Unfortunately, the Federal Energy Regulatory Commission (FERC), the federal agency with broad authority over electric transmission facilities and utility transmission rates, is currently considering changes to its rules for awarding transmission rate incentives under section 219 of the Federal Power Act (FPA) that are unlikely to promote beneficial transmission projects at reasonable cost. The proposed revisions to FERC's regulations, if adopted, are likely to increase transmission revenues for investor-owned utilities without ensuring corresponding benefits for consumers.
The Case for New Incentives Is Lacking
There is no compelling reason for FERC to revisit its transmission incentive policies under section 219 of the FPA. That provision, which requires FERC to adopt certain rules for transmission incentives, was enacted in 2005 in response to a prolonged decline in transmission investment. Over the last decade or so, however, investment in electric transmission infrastructure has increased dramatically. Competitive transmission developers strive for the opportunity to build projects, while incumbent transmission owners vigorously defend the authority to invest in their own transmission systems and earn steady, FERC-authorized rates of return on this capital investment. While the U.S. needs more transmission, FERC has not pointed to any empirical evidence suggesting that its existing incentive policies are an obstacle to new investment.
In those situations where an incentive is actually needed to help promote investment in a beneficial transmission project, FERC's current incentive rules are more than adequate. The existing regulations focus on addressing a proposed transmission project's risks and challenges by allowing the use of risk-reducing rate mechanisms. A utility, for example, might be granted the right to recover 100 percent of project development costs if a transmission project is canceled for reasons beyond the utility's control. This emphasis on risk-reducing incentives makes sense. By addressing obstacles to the development of transmission projects (such as the risk of having to write off sunk development costs if a project must be abandoned), FERC's rules encourage transmission investment. Where risk-reducing incentives have been pursued but are insufficient to mitigate project risks, FERC will consider awarding revenue-enhancing incentives, particularly basis point "adders" that increase the authorized return on equity (ROE) for a transmission project, and, the theory goes, make it easier to attract capital investment in the project.
Utilities must justify the total package of requested incentives in light of the project's risks and challenges.
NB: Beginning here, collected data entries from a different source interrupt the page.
//! Plain-text block renderer (the `raw`/`txt` formats).

use std::io::{self, Write};

use filestat_core::FileRecord;

use crate::RecordFormatter;

/// Renders each record as a fixed block of labeled lines, bracketed by a
/// banner header. No footer.
pub struct TextFormatter;

impl RecordFormatter for TextFormatter {
    fn header(&self, out: &mut dyn Write) -> io::Result<()> {
        writeln!(out, "F i l e   S t a t i s t i c s")
    }

    fn record(&self, out: &mut dyn Write, r: &FileRecord) -> io::Result<()> {
        writeln!(out, "File Name  : {}", r.name)?;
        writeln!(out, "Full Path  : {}", r.full_path.display())?;
        writeln!(out, "File Size  : {} bytes", r.size)?;
        writeln!(out, "File User  : {} [uid {}]", r.owner.name, r.owner.id)?;
        writeln!(out, "File Group : {} [gid {}]", r.group.name, r.group.id)?;
        writeln!(out, "File Type  : {}", r.kind)?;
        writeln!(
            out,
            "File Access: {} [octal {:o}] {}",
            r.permissions, r.mode, r.sticky
        )?;
        writeln!(out, "Access Time: {} [time of last access]", r.atime)?;
        writeln!(out, "Modify Time: {} [time of last data modification]", r.mtime)?;
        writeln!(out, "Change Time: {} [time of last file status change]", r.ctime)?;
        writeln!(out, "Device ID  : {}", r.device)?;
        writeln!(out, "File i-Node: {}", r.inode)?;
        writeln!(out, "Links      : {}", r.links)?;
        writeln!(out, "Block Size : {}", r.block_size)?;
        writeln!(out, "Blocks     : {}", r.blocks)?;
        writeln!(out, "Checksum   : {}", r.checksums.cksum())?;
        writeln!(out, "MD5 Digest : {}", r.checksums.md5())?;
        writeln!(out, "SHA256 SUM : {}", r.checksums.sha256())?;
        writeln!(out)
    }

    fn footer(&self, _out: &mut dyn Write) -> io::Result<()> {
        Ok(())
    }
}
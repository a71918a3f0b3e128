//! Report orchestration: roots -> paths -> records -> serialized text.

use std::io::Write;
use std::path::PathBuf;

use color_eyre::eyre::Result;

use filestat_core::ReportConfig;
use filestat_format::formatter_for;
use filestat_scan::{extract, Walk};

/// Drive the walk/extract/render pipeline for every root path, writing to
/// one sink in record order.
///
/// The header and footer bracket the whole run and are emitted only when at
/// least one explicit path argument was supplied. Recoverable extraction
/// failures are reported on the diagnostic channel and skipped; a fatal one
/// (unresolvable canonical path) aborts the run.
pub fn write_report(
    out: &mut dyn Write,
    config: &ReportConfig,
    paths: &[PathBuf],
) -> Result<()> {
    if paths.is_empty() {
        return Ok(());
    }

    let formatter = formatter_for(config.format);
    formatter.header(out)?;
    for root in paths {
        for path in Walk::new(root, config.recursive) {
            match extract(&path) {
                Ok(record) => formatter.record(out, &record)?,
                Err(err) if err.is_fatal() => return Err(err.into()),
                Err(err) => {
                    tracing::warn!(program = %config.program, error = %err, "skipping entry");
                }
            }
        }
    }
    formatter.footer(out)?;
    Ok(())
}
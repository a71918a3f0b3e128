//! XML renderer.

use std::io::{self, Write};

use filestat_core::{FileRecord, FIELD_COUNT};

use crate::{escape_markup, RecordFormatter};

/// Element names for each schema field, in schema order.
const TAGS: [&str; FIELD_COUNT] = [
    "filename",
    "path",
    "size",
    "user",
    "uid",
    "group",
    "gid",
    "type",
    "perm",
    "octalperm",
    "sticky",
    "atime",
    "mtime",
    "ctime",
    "devid",
    "inode",
    "links",
    "blocksize",
    "blocks",
    "cksum",
    "md5sum",
    "sha256sum",
];

/// Renders the record stream as a `<fileset>` document with one `<file>`
/// element per record, each holding 22 child elements in schema order.
pub struct XmlFormatter;

impl RecordFormatter for XmlFormatter {
    fn header(&self, out: &mut dyn Write) -> io::Result<()> {
        write!(out, "<?xml version=\"1.0\" encoding=\"UTF-8\"?>\n<fileset>\n")
    }

    fn record(&self, out: &mut dyn Write, record: &FileRecord) -> io::Result<()> {
        writeln!(out, "\t<file>")?;
        for (tag, value) in TAGS.iter().zip(record.schema_values()) {
            writeln!(out, "\t\t<{tag}>{}</{tag}>", escape_markup(&value))?;
        }
        writeln!(out, "\t</file>")
    }

    fn footer(&self, out: &mut dyn Write) -> io::Result<()> {
        writeln!(out, "</fileset>")
    }
}
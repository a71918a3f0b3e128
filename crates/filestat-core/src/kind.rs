//! File type classification and permission rendering.

use serde::{Deserialize, Serialize};

/// Sticky note for a set-user-id file.
pub const STICKY_SETUID: &str = "set user on execution";
/// Sticky note for a set-group-id file.
pub const STICKY_SETGID: &str = "set group on execution";
/// Sticky note for a sticky-bit file.
pub const STICKY_VTX: &str = "save text even after use";

/// Type of a filesystem entry, classified from the stat mode bits.
#[derive(Debug, Clone, Copy, PartialEq, Eq, Serialize, Deserialize)]
pub enum FileKind {
    Fifo,
    Directory,
    CharSpecial,
    BlockSpecial,
    Symlink,
    Socket,
    Regular,
}

impl FileKind {
    /// Classify a raw st_mode value.
    ///
    /// The checks run in a fixed first-match-wins order; anything that
    /// matches none of the special formats is a regular file. Metadata is
    /// obtained by following symlinks, so `Symlink` never comes out of a
    /// stat of a live path; the variant stays in the priority chain so the
    /// classification covers every mode value.
    pub fn from_mode(mode: u32) -> Self {
        let fmt = mode & (libc::S_IFMT as u32);
        if fmt == libc::S_IFIFO as u32 {
            FileKind::Fifo
        } else if fmt == libc::S_IFDIR as u32 {
            FileKind::Directory
        } else if fmt == libc::S_IFCHR as u32 {
            FileKind::CharSpecial
        } else if fmt == libc::S_IFBLK as u32 {
            FileKind::BlockSpecial
        } else if fmt == libc::S_IFLNK as u32 {
            FileKind::Symlink
        } else if fmt == libc::S_IFSOCK as u32 {
            FileKind::Socket
        } else {
            FileKind::Regular
        }
    }

    /// Leading character of the permission string.
    pub fn glyph(self) -> char {
        match self {
            FileKind::Fifo => 'p',
            FileKind::Directory => 'd',
            FileKind::CharSpecial => 'c',
            FileKind::BlockSpecial => 'b',
            FileKind::Symlink => 'l',
            FileKind::Socket => 's',
            FileKind::Regular => '-',
        }
    }

    /// Human-readable type name used in every output format.
    pub fn description(self) -> &'static str {
        match self {
            FileKind::Fifo => "fifo file",
            FileKind::Directory => "directory",
            FileKind::CharSpecial => "character special file",
            FileKind::BlockSpecial => "block special file",
            FileKind::Symlink => "symbolic link file",
            FileKind::Socket => "socket file",
            FileKind::Regular => "regular file",
        }
    }

    /// Check if this is a regular file (the only kind that gets digests).
    pub fn is_regular(self) -> bool {
        matches!(self, FileKind::Regular)
    }

    /// Check if this is a directory.
    pub fn is_directory(self) -> bool {
        matches!(self, FileKind::Directory)
    }
}

impl std::fmt::Display for FileKind {
    fn fmt(&self, f: &mut std::fmt::Formatter<'_>) -> std::fmt::Result {
        f.write_str(self.description())
    }
}

/// Build the 10-character permission string and the sticky note.
///
/// The first character is the type glyph, followed by the rwx triplets for
/// owner, group, and other. Exactly one overlay is then applied, first match
/// wins: setuid replaces the owner-execute position with 's', else setgid
/// replaces the group-execute position with 's', else the sticky bit replaces
/// the other-execute position with 't'. The note names whichever overlay was
/// applied, or is empty.
pub fn permission_string(kind: FileKind, mode: u32) -> (String, &'static str) {
    let mut perm = [b'-'; 10];
    perm[0] = kind.glyph() as u8;

    let bits: [(u32, u8); 9] = [
        (0o400, b'r'),
        (0o200, b'w'),
        (0o100, b'x'),
        (0o040, b'r'),
        (0o020, b'w'),
        (0o010, b'x'),
        (0o004, b'r'),
        (0o002, b'w'),
        (0o001, b'x'),
    ];
    for (i, (bit, ch)) in bits.iter().enumerate() {
        if mode & bit != 0 {
            perm[i + 1] = *ch;
        }
    }

    let note = if mode & 0o4000 != 0 {
        perm[3] = b's';
        STICKY_SETUID
    } else if mode & 0o2000 != 0 {
        perm[6] = b's';
        STICKY_SETGID
    } else if mode & 0o1000 != 0 {
        perm[9] = b't';
        STICKY_VTX
    } else {
        ""
    };

    // The buffer only ever holds ASCII.
    (String::from_utf8_lossy(&perm).into_owned(), note)
}
//! Core types for filestat.
//!
//! This crate provides the record model shared by the scanner, the digest
//! engine, and the output formatters: the per-path [`FileRecord`], file type
//! classification, permission rendering, the checksum value model, and the
//! fixed 22-column output schema.

mod config;
mod error;
mod kind;
mod record;
mod schema;

pub use config::{OutputFormat, ReportConfig, ReportConfigBuilder};
pub use error::{ExtractError, UnknownFormat};
pub use kind::{
    FileKind, permission_string, STICKY_SETGID, STICKY_SETUID, STICKY_VTX,
};
pub use record::{ChecksumSet, FileRecord, FileTime, Owner, CHECKSUM_NA, CHECKSUM_UNREADABLE};
pub use schema::{COLUMNS, FIELD_COUNT};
This requirement to show a "nexus" between the requested incentives and project development needs helps ensure that FERC's incentive rules comply with the bedrock ratemaking principle that incentives should not be awarded in situations where they are not actually needed to encourage investment.
FERC's existing emphasis on risk-reducing incentives that address specific obstacles to beneficial development is workable and strikes an appropriate balance between consumer and investor interests.
The Challenges of Benefits-Based Incentives
The pending changes to FERC's incentive rules would upend the existing framework by focusing only on whether a project is beneficial. Proof that a project will benefit consumers certainly should be a prerequisite for receiving incentives, but project benefits cannot be the only criterion. Utilities should also be required to demonstrate that an incentive actually influences the decision to invest in the transmission project, or, as FERC Commissioner Richard Glick put it, "incentives must actually incentivize something."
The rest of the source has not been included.